Here are a few tips on good nutrition for mum and dad when dining out:
Choose from the adult menu.
It’s perfectly fine to order food for your child from the main menu instead of the kid’s menu, especially if the main menu offers healthier options. The portions will probably be too big if you order from the adult menu, so try asking if the chef is willing to prepare a kid-sized version of the dish, or simply share the dish with your child. Ask for a smaller plate so you can portion it out for your little one.
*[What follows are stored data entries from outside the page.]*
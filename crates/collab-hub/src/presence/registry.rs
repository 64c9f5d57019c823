//! Per-document presence registry
//!
//! Holds the live members of one room and the section each of them last
//! reported. Snapshots are always rebuilt from the member set, never patched.
//! The registry is not synchronized on its own; the owning room serializes
//! every call.

use crate::connection::{Connection, Delivery};
use crate::types::{Section, SessionId};
use collab_common::{PresenceSnapshot, ServerMessage};
use std::collections::{HashMap, HashSet};
use std::sync::Arc;

#[derive(Debug)]
struct Member {
    connection: Arc<Connection>,
    section: Section,
    joined: u64,
}

/// Outcome of a section change request
#[derive(Debug, Clone, PartialEq, Eq)]
pub enum SectionChange {
    /// The member moved and a snapshot was published
    Moved { from: Section, version: u64 },
    /// Same section as before; nothing published
    Unchanged,
    /// The session is not a member of this registry
    NotMember,
}

/// Outcome of a leave request
#[derive(Debug, Clone, Copy, PartialEq, Eq)]
pub enum LeaveOutcome {
    /// The session was already gone
    NotMember,
    /// Removed; the remaining members got a fresh snapshot
    Left { remaining: usize },
    /// Removed the last member; the room should be torn down
    Emptied,
}

/// Section membership of one document room
#[derive(Debug, Default)]
pub struct PresenceRegistry {
    members: HashMap<SessionId, Member>,
    next_join: u64,
    version: u64,
}

impl PresenceRegistry {
    #[must_use]
    pub fn new() -> Self {
        Self::default()
    }

    /// Add a connection and publish to everyone, the joiner included
    ///
    /// Joining twice with the same session only updates its section.
    pub fn join(&mut self, connection: Arc<Connection>, section: Section) -> u64 {
        let session_id = connection.session_id();
        match self.members.get_mut(&session_id) {
            Some(member) => member.section = section,
            None => {
                let joined = self.next_join;
                self.next_join += 1;
                self.members.insert(
                    session_id,
                    Member {
                        connection,
                        section,
                        joined,
                    },
                );
            }
        }
        self.publish()
    }

    /// Move a member to another section
    pub fn change_section(&mut self, session_id: SessionId, section: Section) -> SectionChange {
        let Some(member) = self.members.get_mut(&session_id) else {
            return SectionChange::NotMember;
        };
        if member.section == section {
            return SectionChange::Unchanged;
        }

        let from = std::mem::replace(&mut member.section, section);
        let version = self.publish();
        SectionChange::Moved { from, version }
    }

    /// Remove a member
    ///
    /// Publishes to the remaining members, or reports `Emptied` without
    /// publishing when nobody is left.
    pub fn leave(&mut self, session_id: SessionId) -> LeaveOutcome {
        if self.members.remove(&session_id).is_none() {
            return LeaveOutcome::NotMember;
        }
        if self.members.is_empty() {
            return LeaveOutcome::Emptied;
        }

        self.publish();
        LeaveOutcome::Left {
            remaining: self.members.len(),
        }
    }

    /// Current snapshot, names listed in join order within each section
    #[must_use]
    pub fn snapshot(&self) -> PresenceSnapshot {
        let mut members: Vec<&Member> = self.members.values().collect();
        members.sort_by_key(|m| m.joined);

        // One entry per user per section, however many connections they hold
        let mut seen = HashSet::new();
        members
            .into_iter()
            .filter(|&m| seen.insert((m.section.as_str(), m.connection.identity().user_id.as_str())))
            .map(|m| (m.section.as_str(), m.connection.display_name()))
            .collect()
    }

    /// Connections currently in the registry
    #[must_use]
    pub fn recipients(&self) -> Vec<Arc<Connection>> {
        self.members.values().map(|m| Arc::clone(&m.connection)).collect()
    }

    /// Version of the last published snapshot (0 before the first)
    #[must_use]
    pub fn version(&self) -> u64 {
        self.version
    }

    #[must_use]
    pub fn section_of(&self, session_id: SessionId) -> Option<&Section> {
        self.members.get(&session_id).map(|m| &m.section)
    }

    #[must_use]
    pub fn contains(&self, session_id: SessionId) -> bool {
        self.members.contains_key(&session_id)
    }

    #[must_use]
    pub fn len(&self) -> usize {
        self.members.len()
    }

    #[must_use]
    pub fn is_empty(&self) -> bool {
        self.members.is_empty()
    }

    fn publish(&mut self) -> u64 {
        self.version += 1;
        let version = self.version;
        let presence = self.snapshot();

        for member in self.members.values() {
            let message = ServerMessage::Presence {
                version,
                presence: presence.clone(),
            };
            if member.connection.deliver(message) != Delivery::Queued {
                tracing::debug!(
                    session_id = %member.connection.session_id(),
                    version,
                    "Presence snapshot not delivered"
                );
            }
        }

        tracing::debug!(
            members = self.members.len(),
            version,
            "Presence published"
        );
        version
    }
}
Cut up lean meats into bite-sized, kid-friendly pieces that are easier for your child to chew.
Choose healthier sides.
If you have an option of choosing the sides, opt for a salad or steamed veggies instead of fries.
Avoid sauce- or gravy-based dishes.
These usually contain very high amounts of sodium, sugar, and/or calories, so avoid ordering foods that come with generous amounts of gravy, e.g. curry.
Avoid processed food.
These food items—e.g. hot dog, luncheon meat, and nuggets—are usually high in sodium.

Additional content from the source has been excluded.